Le groupe stéphanois, objet depuis novembre d'un bras de fer entre son actionnaire principal Daniel Kretinsky et ses créanciers pour une nouvelle restructuration de sa dette, va pouvoir "lancer la procédure de modification des plans de sauvegarde et la signature des protocoles de conciliation en vue d'une mise en oeuvre" de sa restructuration financière "d'ici la fin du second semestre 2026", selon un communiqué de Casino.

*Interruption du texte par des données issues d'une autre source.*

//! Symbolic weak forms for finite element assembly.
//!
//! Integrands are written as trees of symbolic operands (test functions, trial solutions,
//! field solutions, user functors, geometric quantities) combined with tensor operators.
//! Integrands are wrapped in integrals over cells, boundary faces or interior interfaces,
//! and collected in a [`MatrixBasedAssembler`](assembly::MatrixBasedAssembler) that computes
//! the global system matrix and right-hand side. Nonlinear residuals are linearized either with
//! forward-mode automatic differentiation or with symbolic differentiation of the residual
//! expression.
//!
//! The finite element machinery the assembler runs on (tensor-product Lagrange elements on
//! axis-aligned box meshes) lives in [`element`], [`mesh`], [`dofs`] and [`values`].

use num_dual::DualNum;
use std::fmt::Debug;

pub mod assembly;
pub mod cache;
pub mod decorations;
pub mod differentiation;
pub mod dofs;
pub mod element;
pub mod flags;
pub mod forms;
pub mod integral;
pub mod integrate;
pub mod mesh;
pub mod quadrature;
pub mod solution;
pub mod symbolic;
pub mod tensor;
pub mod values;

#[cfg(feature = "proptest")]
pub mod proptest;

pub extern crate eyre;
pub extern crate nalgebra;
pub extern crate nalgebra_sparse;
pub extern crate num_dual;

pub use flags::UpdateFlags;
pub use tensor::Tensor;

/// Scalar types that symbolic expressions can be evaluated with.
///
/// Implemented by `f64` for plain evaluation and by the dual numbers of `num_dual`
/// for forward-mode automatic differentiation.
pub trait Scalar: DualNum<f64> + From<f64> + Copy + Debug + Send + Sync + 'static {}

impl<T> Scalar for T where T: DualNum<f64> + From<f64> + Copy + Debug + Send + Sync + 'static {}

Casino va pouvoir restructurer sa dette en accord avec les banques
Passé sous le contrôle du milliardaire tchèque Daniel Kretinsky en 2024, après des années de pertes et de surendettement, le groupe Casino (Monoprix, Franprix, Naturalia, Cdiscount, etc.) doit rembourser 1,4 milliard d'euros en mars 2027, un montant qu'il souhaite réduire depuis fin 2025. Le 10 juillet, le conseil d'administration de Casino avait émis un avis favorable au plan de restructuration de Daniel Kretinsky, principal actionnaire du groupe. Mais il avait posé 2 conditions: que l'accord prévoie que les "créanciers TLB" (investisseurs hors banque ayant prêté de l'argent au groupe via des prêts à long terme) aient accès "au package de sûretés des banques", ensemble des garanties que l'emprunteur apporte à ses créanciers. Et que les banques "lèvent la condition suspensive de leurs financements", fixée jusqu'ici à l'accord de la majorité des deux tiers des créanciers TLB. Les banques ont accédé à ces demandes, selon le communiqué du groupe, et le conseil d'administration "réuni ce jour" a approuvé "les termes de cet accord".